I have a lot of respect for working mothers of small children. I say this because I am one, and I know how tough it is firsthand. :-) I have the luxury of being employed by my husband’s business, which had given me so much more latitude than most working mothers ever have. Still, I’ve recently decided to quit working outside the home.
(On a side note, I think it’s important to stress the “outside the home” part, since what we parents do at home is tougher and more tiring than most “outside” jobs, as well as frequently thankless.)
Juggling home, family, toddler and spouse has been a nightmare. I’ve been tense all day, stressed at night and slowly falling apart. My husband wants to be supportive, but he’s just as tired and stressed as I am. For the past week whirlwind weeks, we’ve only seen our toddler in the morning before running off to work, and in the late afternoon when we get back. There’s barely enough time to make dinner and give her a bath before putting her to sleep. I miss her, I really do. I even had the babysitter start a small journal to fill us in on meals, new things she does, etc., because I realized just how much we were missing out on. After slogging through it all and several mini-breakdowns, I came to a conclusion.

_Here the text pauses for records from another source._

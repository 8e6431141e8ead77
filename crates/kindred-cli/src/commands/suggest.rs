use clap::Subcommand;
use serde_json::json;

use super::{print_json, Backend, CommandResult};
use kindred_core::suggestions::{CommunicationStyle, LoveLanguage, NeedCategory, SuggestionType, Urgency};
use kindred_core::{Config, MessageContext, RelationshipNeed};

#[derive(Subcommand)]
pub enum SuggestAction {
    /// Message suggestions for a love language and style
    Messages {
        /// Suggestion type (e.g. "appreciation", "check_in")
        suggestion_type: SuggestionType,
        #[arg(long, default_value = "quality_time")]
        love_language: LoveLanguage,
        #[arg(long, default_value = "gentle")]
        style: CommunicationStyle,
        /// Partner name used in the templates
        #[arg(long)]
        name: Option<String>,
        /// Free-text situation note
        #[arg(long)]
        extra: Option<String>,
    },
    /// Fresh mixed suggestions for a partner
    Refresh {
        suggestion_type: SuggestionType,
        /// Requesting user ID
        user: String,
        /// Partner whose profile shapes the suggestions
        target: String,
    },
    /// Respond to a relationship need
    Need {
        #[arg(long)]
        category: NeedCategory,
        #[arg(long, default_value = "casual")]
        urgency: Urgency,
        #[arg(long)]
        context: Option<String>,
        /// Partner who asked
        #[arg(long, default_value = "requester")]
        requester: String,
        /// Partner who will act on the response
        #[arg(long, default_value = "receiver")]
        receiver: String,
        /// Need ID (generated when omitted)
        #[arg(long)]
        id: Option<String>,
        /// Persist the response
        #[arg(long)]
        store: bool,
    },
    /// A date idea for a partner
    Date {
        /// Partner whose profile shapes the idea
        user: String,
    },
    /// Record which suggestion was used
    Usage {
        suggestion_id: String,
        used_index: usize,
        #[arg(long)]
        feedback: Option<String>,
    },
}

pub async fn run(action: SuggestAction, backend: &Backend, config: &Config) -> CommandResult {
    let engine = backend.engine(config);
    match action {
        SuggestAction::Messages {
            suggestion_type,
            love_language,
            style,
            name,
            extra,
        } => {
            let context = MessageContext {
                love_language,
                communication_style: style,
                partner_name: name,
                extra,
            };
            print_json(&engine.generate_message_suggestions(&context, suggestion_type))
        }
        SuggestAction::Refresh {
            suggestion_type,
            user,
            target,
        } => print_json(&engine.refresh_suggestions(suggestion_type, &user, &target).await),
        SuggestAction::Need {
            category,
            urgency,
            context,
            requester,
            receiver,
            id,
            store,
        } => {
            let need = RelationshipNeed {
                id: id.unwrap_or_else(|| format!("need-{}", chrono::Utc::now().timestamp_millis())),
                need_category: category,
                context,
                urgency,
                requester_id: requester,
                receiver_id: receiver,
            };
            let profile = engine.partner_profile(&need.requester_id).await?;
            let response = engine.generate_need_response(&need, &profile);
            if store {
                let suggestion_id = engine.store_suggestion(&need, &response).await?;
                backend.persist()?;
                print_json(&json!({ "suggestion_id": suggestion_id, "response": response }))
            } else {
                print_json(&response)
            }
        }
        SuggestAction::Date { user } => {
            let profile = engine.partner_profile(&user).await?;
            print_json(&engine.generate_date_suggestion(&profile))
        }
        SuggestAction::Usage {
            suggestion_id,
            used_index,
            feedback,
        } => {
            engine
                .record_suggestion_usage(&suggestion_id, used_index, feedback)
                .await?;
            backend.persist()?;
            println!("ok");
            Ok(())
        }
    }
}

This is not how I want to raise my child or take care of my family.
After discussing it together over the past few weeks, sometimes in arguments, sometimes while just quietly cuddling, we’ve come to the conclusion that the best thing for the family right now is for me return to the work at home and work on my abandoned writing career. For once, I’m actually looking forward to it. It’s not like when my daughter was three months old, and how trapped at home with her I felt. Now, she’s almost two, and the thought of getting the house organized, taking her to (more) playdates and outings sounds fun and encouraging. Not to mention the second child dear hubby and I were putting off because of our mad work schedules…
I know it won’t be a literal walk in the park, but at least this time I’m going into it with my eyes open. I know now that I’ll need to carve out some “me” time in advance: time to knit, write or go out for evening drinks with girlfriends. I know I’ll have to keep myself just as on-task at home as I have with my previous “outside” job.
Most importantly, I know I need to reach out to other women online and locally to form a better SAHM/WAHM support network, women who have gone through the same and have stories and jokes to get me through it. :-) How do you feel about your current role as a working mother, either inside or outside of the home? If you’re in the same boat, or even the same ocean, I’d love to hear from you.